Yea raptor and lbss are right on man, it gets addictive to come in and squat for a heavy pr each time you train but you have to understand that it doesnt work like that for very long.
A while back there was a program going through its circles from david woodhouse called the "syyystem" where lifters train only twice a week, and do one max triple on the front squat each session, going for a new 3rm every session. It worked well for some fairly advanced guys, and they went around forums preaching it as the the second coming of Christ. If you look now, not a single one of them is still using it, and they started to regress or stayed stagnant once they adapted to the program.

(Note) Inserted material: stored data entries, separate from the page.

//! REST API endpoint handlers for the simulator server.
//!
//! All handlers delegate to the shared
//! [`Coordinator`](dexhand_core::Coordinator) via [`AppState`].
//!
//! # Endpoints
//!
//! | Method | Path | Description |
//! |--------|------|-------------|
//! | `GET` | `/` | Minimal HTML status page |
//! | `GET` | `/model` | Rendered model XML (`?source=auto\|sample\|precompiled`) |
//! | `GET` | `/joints` | Joint-limit table |
//! | `POST` | `/joints/command` | Apply a one-shot joint command |
//! | `GET` | `/state` | Live joint-position snapshot |
//! | `GET` | `/motions` | List available motion names |
//! | `POST` | `/motions/play` | Start a named motion playback run |
//! | `POST` | `/motions/stop` | Cancel a live playback run |

use std::sync::Arc;

use axum::extract::{Query, State};
use axum::http::header;
use axum::response::{Html, IntoResponse};
use axum::Json;
use dexhand_core::{render_model, JointCommand, ModelSourceKind};
use uuid::Uuid;

use crate::error::ApiError;
use crate::state::AppState;

// ---------------------------------------------------------------------------
// Request / query structs
// ---------------------------------------------------------------------------

/// Query parameters for the `GET /model` endpoint.
#[derive(Debug, serde::Deserialize)]
pub struct ModelQuery {
    /// Which source to render. Defaults to `auto`.
    pub source: Option<ModelSourceKind>,
}

/// Request body for `POST /motions/play`.
#[derive(Debug, serde::Deserialize)]
pub struct MotionRequest {
    /// Name of the motion to play.
    pub name: String,

    /// Duration scale factor applied to every keyframe offset.
    #[serde(default = "default_scale")]
    pub scale: f64,
}

const fn default_scale() -> f64 {
    1.0
}

/// Request body for `POST /motions/stop`.
#[derive(Debug, serde::Deserialize)]
pub struct StopRequest {
    /// Id returned by `POST /motions/play`.
    pub run_id: Uuid,
}

// ---------------------------------------------------------------------------
// GET / -- minimal HTML status page
// ---------------------------------------------------------------------------

/// Serve a minimal HTML page showing server status and API links.
pub async fn index(State(state): State<Arc<AppState>>) -> impl IntoResponse {
    let coordinator = &state.coordinator;
    let uptime = chrono::Utc::now()
        .signed_duration_since(coordinator.started_at())
        .num_seconds()
        .max(0);
    let joint_count = coordinator.joint_count();
    let subscriber_count = coordinator.subscriber_count().await;
    let active_runs = coordinator.active_runs().await;

    Html(format!(
        r#"<!DOCTYPE html>
<html lang="en">
<head>
    <meta charset="utf-8">
    <title>Dexhand Simulator</title>
    <style>
        body {{
            background: #0d1117;
            color: #c9d1d9;
            font-family: 'Cascadia Code', 'Fira Code', 'Consolas', monospace;
            padding: 2rem;
            max-width: 800px;
            margin: 0 auto;
        }}
        h1 {{ color: #58a6ff; margin-bottom: 0.25rem; }}
        .metric {{
            display: inline-block;
            background: #161b22;
            border: 1px solid #30363d;
            border-radius: 6px;
            padding: 1rem 1.5rem;
            margin: 0.5rem 0.5rem 0.5rem 0;
            min-width: 120px;
        }}
        .metric .label {{ color: #8b949e; font-size: 0.85rem; }}
        .metric .value {{ color: #58a6ff; font-size: 1.5rem; font-weight: bold; }}
        a {{ color: #58a6ff; text-decoration: none; }}
        a:hover {{ text-decoration: underline; }}
        ul {{ list-style: none; padding: 0; }}
        li {{ padding: 0.3rem 0; }}
        .status {{ color: #3fb950; font-weight: bold; }}
        hr {{ border: none; border-top: 1px solid #30363d; margin: 1.5rem 0; }}
    </style>
</head>
<body>
    <h1>Dexhand Simulator</h1>

    <p>Status: <span class="status">RUNNING</span></p>

    <div>
        <div class="metric">
            <div class="label">Uptime (s)</div>
            <div class="value">{uptime}</div>
        </div>
        <div class="metric">
            <div class="label">Joints</div>
            <div class="value">{joint_count}</div>
        </div>
        <div class="metric">
            <div class="label">Subscribers</div>
            <div class="value">{subscriber_count}</div>
        </div>
        <div class="metric">
            <div class="label">Motions playing</div>
            <div class="value">{active_runs}</div>
        </div>
    </div>

    <hr>

    <h2>API Endpoints</h2>
    <ul>
        <li>GET <a href="/model">/model</a> -- Rendered model XML (?source=auto|sample|precompiled)</li>
        <li>GET <a href="/joints">/joints</a> -- Joint-limit table</li>
        <li>POST /joints/command -- Apply a one-shot joint command</li>
        <li>GET <a href="/state">/state</a> -- Live joint-position snapshot</li>
        <li>GET <a href="/motions">/motions</a> -- List available motions</li>
        <li>POST /motions/play -- Start a named motion</li>
        <li>POST /motions/stop -- Cancel a playback run</li>
    </ul>

    <h2>WebSocket</h2>
    <ul>
        <li><code>ws://host:port/ws/state</code> -- Live state snapshot stream</li>
    </ul>
</body>
</html>"#
    ))
}

// ---------------------------------------------------------------------------
// GET /model -- rendered model XML
// ---------------------------------------------------------------------------

/// Render and return the model document for the requested source.
///
/// # Query Parameters
///
/// - `source`: `auto` | `sample` | `precompiled` (default: `auto`)
pub async fn get_model(
    State(state): State<Arc<AppState>>,
    Query(params): Query<ModelQuery>,
) -> Result<impl IntoResponse, ApiError> {
    let kind = params.source.unwrap_or(ModelSourceKind::Auto);
    let document = render_model(kind, &state.model_paths, state.coordinator.limits())?;
    Ok(([(header::CONTENT_TYPE, "application/xml")], document))
}

// ---------------------------------------------------------------------------
// GET /joints -- joint-limit table
// ---------------------------------------------------------------------------

/// Return the joint-limit table loaded at startup.
pub async fn get_limits(State(state): State<Arc<AppState>>) -> impl IntoResponse {
    Json(state.coordinator.limits().clone())
}

// ---------------------------------------------------------------------------
// GET /state -- live snapshot
// ---------------------------------------------------------------------------

/// Return a fresh snapshot of every joint position.
///
/// Waits for one serializer turn; this is the only endpoint that can
/// briefly queue behind in-flight simulation work.
pub async fn get_state(State(state): State<Arc<AppState>>) -> impl IntoResponse {
    Json(state.coordinator.snapshot().await)
}

// ---------------------------------------------------------------------------
// POST /joints/command -- one-shot joint command
// ---------------------------------------------------------------------------

/// Apply a one-shot joint command and schedule one simulation step.
///
/// Unknown joint names in the payload are silently ignored; a
/// malformed payload (non-finite targets, non-positive force) is
/// rejected with 400 before anything reaches the simulation.
pub async fn command_joints(
    State(state): State<Arc<AppState>>,
    Json(command): Json<JointCommand>,
) -> Result<impl IntoResponse, ApiError> {
    state.coordinator.submit_command(command).await?;
    Ok(Json(serde_json::json!({ "status": "queued" })))
}

// ---------------------------------------------------------------------------
// GET /motions -- motion name list
// ---------------------------------------------------------------------------

/// List the available motion names, sorted.
pub async fn list_motions(
    State(state): State<Arc<AppState>>,
) -> Result<impl IntoResponse, ApiError> {
    let names = state.coordinator.motion_names()?;
    Ok(Json(names))
}

// ---------------------------------------------------------------------------
// POST /motions/play -- start playback
// ---------------------------------------------------------------------------

/// Start an independent playback run of a named motion.
///
/// The motion is validated before any task is scheduled: an unknown
/// name returns 404 and a non-positive scale 400, both with no
/// simulation side effect.
pub async fn play_motion(
    State(state): State<Arc<AppState>>,
    Json(request): Json<MotionRequest>,
) -> Result<impl IntoResponse, ApiError> {
    let run_id = state
        .coordinator
        .start_motion(&request.name, request.scale)
        .await?;
    Ok(Json(serde_json::json!({
        "status": "playing",
        "run_id": run_id,
    })))
}

// ---------------------------------------------------------------------------
// POST /motions/stop -- cancel playback
// ---------------------------------------------------------------------------

/// Cancel a live playback run by id.
pub async fn stop_motion(
    State(state): State<Arc<AppState>>,
    Json(request): Json<StopRequest>,
) -> Result<impl IntoResponse, ApiError> {
    if state.coordinator.stop_motion(request.run_id).await {
        Ok(Json(serde_json::json!({ "status": "stopped" })))
    } else {
        Err(ApiError::NotFound(format!("run {}", request.run_id)))
    }
}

This is kind of where you are now, youve pushed your neural adaptations to that rep range/load near the max, and to continue to progress you need to either a.) get on gas, that will allow further progression of neural progress with increased rate coding 2.) increase work in a lower percentage of max to allow some hypertrophy of the relevant musculature, then switch back to the way youre training now to peak out those gains.
Its addictive to go in and squat your max every session, or every day. You can adapt to that and its no longer much of a training stimulus, its going in and testing your max. Lots of guys going in on the everyday squats fall into that, they are addicted to the squatting itself and fear losing strength, rather than pushing for progress, even though that will mean a temporary loss in the ability to DISPLAY high percentage max strength.

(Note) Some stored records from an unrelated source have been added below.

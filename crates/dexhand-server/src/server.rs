//! HTTP server lifecycle management.
//!
//! Provides [`start_server`] which binds to a TCP port and runs the
//! Axum server until the process is terminated.

use std::net::SocketAddr;
use std::sync::Arc;

use tokio::net::TcpListener;
use tracing::info;

use crate::router::build_router;
use crate::state::AppState;

/// Configuration for the simulator server.
#[derive(Debug, Clone)]
pub struct ServerConfig {
    /// The host address to bind to (e.g. `0.0.0.0`).
    pub host: String,
    /// The TCP port to listen on.
    pub port: u16,
}

impl Default for ServerConfig {
    fn default() -> Self {
        Self {
            host: String::from("0.0.0.0"),
            port: 8000,
        }
    }
}

/// Start the simulator HTTP server.
///
/// Binds to the configured address, builds the router, and serves
/// requests until the process is terminated. Returns `Ok(())` on
/// clean shutdown, or an error if binding or serving fails.
///
/// # Errors
///
/// Returns an error if the TCP listener cannot bind or the server
/// encounters a fatal I/O error.
pub async fn start_server(config: &ServerConfig, state: Arc<AppState>) -> Result<(), ServerError> {
    let addr: SocketAddr = format!("{}:{}", config.host, config.port)
        .parse()
        .map_err(|e| ServerError::Bind(format!("invalid address: {e}")))?;

    let router = build_router(state);

    let listener = TcpListener::bind(addr)
        .await
        .map_err(|e| ServerError::Bind(format!("bind failed on {addr}: {e}")))?;

    info!(%addr, "simulator server listening");

    axum::serve(listener, router)
        .await
        .map_err(|e| ServerError::Serve(format!("serve error: {e}")))?;

    Ok(())
}

/// Errors that can occur when starting or running the server.
#[derive(Debug, thiserror::Error)]
pub enum ServerError {
    /// Failed to bind to the network address.
    #[error("bind error: {0}")]
    Bind(String),

    /// The server encountered a fatal error while serving.
    #[error("serve error: {0}")]
    Serve(String),
}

When I suggested paused front squats to you, this is what I was hoping you would do with them, which would allow you some lower end rep work and volume, and you could still have a neural/high percentage max front squat day with the traditional fronts. Using squats on top of those variations is too many exercises though, and will make that progression take much longer. Longer is not always wrong though, you have to plan on it so it doesnt frustrate you though.